===== AVAILABLE DATA

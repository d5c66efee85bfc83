use core::fmt;
use std::sync::Arc;

use crate::{
    config::Properties,
    dialect::Dialect,
    error::Result,
    insert::{InsertGeneratedIdentifierDelegate, PostInsertIdentityPersister},
    jdbc::{Entity, Session},
    value::{IdentifierType, IdentifierValue},
};

/// What a generator produced for one entity insert.
#[derive(Clone, Debug, PartialEq, Eq)]
pub enum GenerationOutcome {
    /// The identifier to assign.
    Value(IdentifierValue),
    /// Use the associated entity's identifier; the entity is already
    /// persistent through its association.
    DeferToAssociation,
    /// The identifier is assigned by the database while inserting the row.
    DeferToInsert,
}

impl GenerationOutcome {
    /// The generated value, or `None` when generation was deferred.
    pub fn into_value(self) -> Option<IdentifierValue> {
        match self {
            Self::Value(value) => Some(value),
            Self::DeferToAssociation | Self::DeferToInsert => None,
        }
    }

    pub fn is_deferred(&self) -> bool {
        !matches!(self, Self::Value(_))
    }
}

/// Identifies the database object (table or sequence) owned by a
/// [`PersistentIdentifierGenerator`].
///
/// Generators configured with the same parameters report equal keys, so the
/// backing object is created once however many mappings share it.
#[derive(Clone, Debug, PartialEq, Eq, Hash, PartialOrd, Ord)]
pub struct GeneratorKey(String);

impl GeneratorKey {
    pub fn new(key: impl Into<String>) -> Self {
        Self(key.into())
    }

    pub fn as_str(&self) -> &str {
        &self.0
    }
}

impl fmt::Display for GeneratorKey {
    fn fmt(&self, f: &mut fmt::Formatter<'_>) -> fmt::Result {
        f.write_str(&self.0)
    }
}

/// The strategy that assigns identifiers to new entities.
///
/// One instance is normally shared by every session persisting entities of a
/// mapping, so implementations must be safe for concurrent use.
pub trait IdentifierGenerator: Send + Sync {
    /// Accepts strategy parameters once, after construction and before the
    /// first [`Self::generate`].
    ///
    /// # Errors
    ///
    /// Returns [`crate::Error::Mapping`] for invalid parameters or an
    /// unsupported identifier type.
    fn configure(
        &mut self,
        _ty: IdentifierType,
        _params: &Properties,
        _dialect: &dyn Dialect,
    ) -> Result<()> {
        Ok(())
    }

    /// Produces the identifier for `entity`.
    ///
    /// # Errors
    ///
    /// Returns [`crate::Error::Generation`] or a translated
    /// [`crate::Error::Jdbc`] error; nothing is retried at this level.
    fn generate(&self, session: &dyn Session, entity: &dyn Entity) -> Result<GenerationOutcome>;

    /// The schema-owning capability, if this generator has one.
    fn as_persistent(&self) -> Option<&dyn PersistentIdentifierGenerator> {
        None
    }

    /// The post-insert capability, if this generator has one.
    fn as_post_insert(&self) -> Option<&dyn PostInsertIdentifierGenerator> {
        None
    }
}

/// A generator backed by its own database objects.
pub trait PersistentIdentifierGenerator: IdentifierGenerator {
    /// DDL creating the backing objects.
    ///
    /// # Errors
    ///
    /// Fails when the dialect lacks a required capability.
    fn sql_create_strings(&self, dialect: &dyn Dialect) -> Result<Vec<String>>;

    /// DDL dropping the backing objects.
    ///
    /// # Errors
    ///
    /// Fails when the dialect lacks a required capability.
    fn sql_drop_strings(&self, dialect: &dyn Dialect) -> Result<Vec<String>>;

    fn generator_key(&self) -> GeneratorKey;
}

/// A generator whose value is known only once the row has been inserted.
pub trait PostInsertIdentifierGenerator: IdentifierGenerator {
    /// The delegate that shapes the insert and extracts the generated key.
    ///
    /// # Errors
    ///
    /// Returns [`crate::Error::Generation`] when the mapping cannot support
    /// this generator.
    fn insert_generated_identifier_delegate(
        &self,
        persister: &dyn PostInsertIdentityPersister,
        dialect: Arc<dyn Dialect>,
        get_generated_keys_enabled: bool,
    ) -> Result<InsertGeneratedIdentifierDelegate>;
}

==========

### TASK TO CARRY OUT:
Repeat the data word for word, starting at its first line and stopping after the line that contains "impl fmt::Display for".

### RESULT OF THE EXERCISE:
repository d5c66efee85bfc83
use core::fmt;
use std::sync::Arc;

use crate::{
    config::Properties,
    dialect::Dialect,
    error::Result,
    insert::{InsertGeneratedIdentifierDelegate, PostInsertIdentityPersister},
    jdbc::{Entity, Session},
    value::{IdentifierType, IdentifierValue},
};

/// What a generator produced for one entity insert.
#[derive(Clone, Debug, PartialEq, Eq)]
pub enum GenerationOutcome {
    /// The identifier to assign.
    Value(IdentifierValue),
    /// Use the associated entity's identifier; the entity is already
    /// persistent through its association.
    DeferToAssociation,
    /// The identifier is assigned by the database while inserting the row.
    DeferToInsert,
}

impl GenerationOutcome {
    /// The generated value, or `None` when generation was deferred.
    pub fn into_value(self) -> Option<IdentifierValue> {
        match self {
            Self::Value(value) => Some(value),
            Self::DeferToAssociation | Self::DeferToInsert => None,
        }
    }

    pub fn is_deferred(&self) -> bool {
        !matches!(self, Self::Value(_))
    }
}

/// Identifies the database object (table or sequence) owned by a
/// [`PersistentIdentifierGenerator`].
///
/// Generators configured with the same parameters report equal keys, so the
/// backing object is created once however many mappings share it.
#[derive(Clone, Debug, PartialEq, Eq, Hash, PartialOrd, Ord)]
pub struct GeneratorKey(String);

impl GeneratorKey {
    pub fn new(key: impl Into<String>) -> Self {
        Self(key.into())
    }

    pub fn as_str(&self) -> &str {
        &self.0
    }
}

impl fmt::Display for GeneratorKey {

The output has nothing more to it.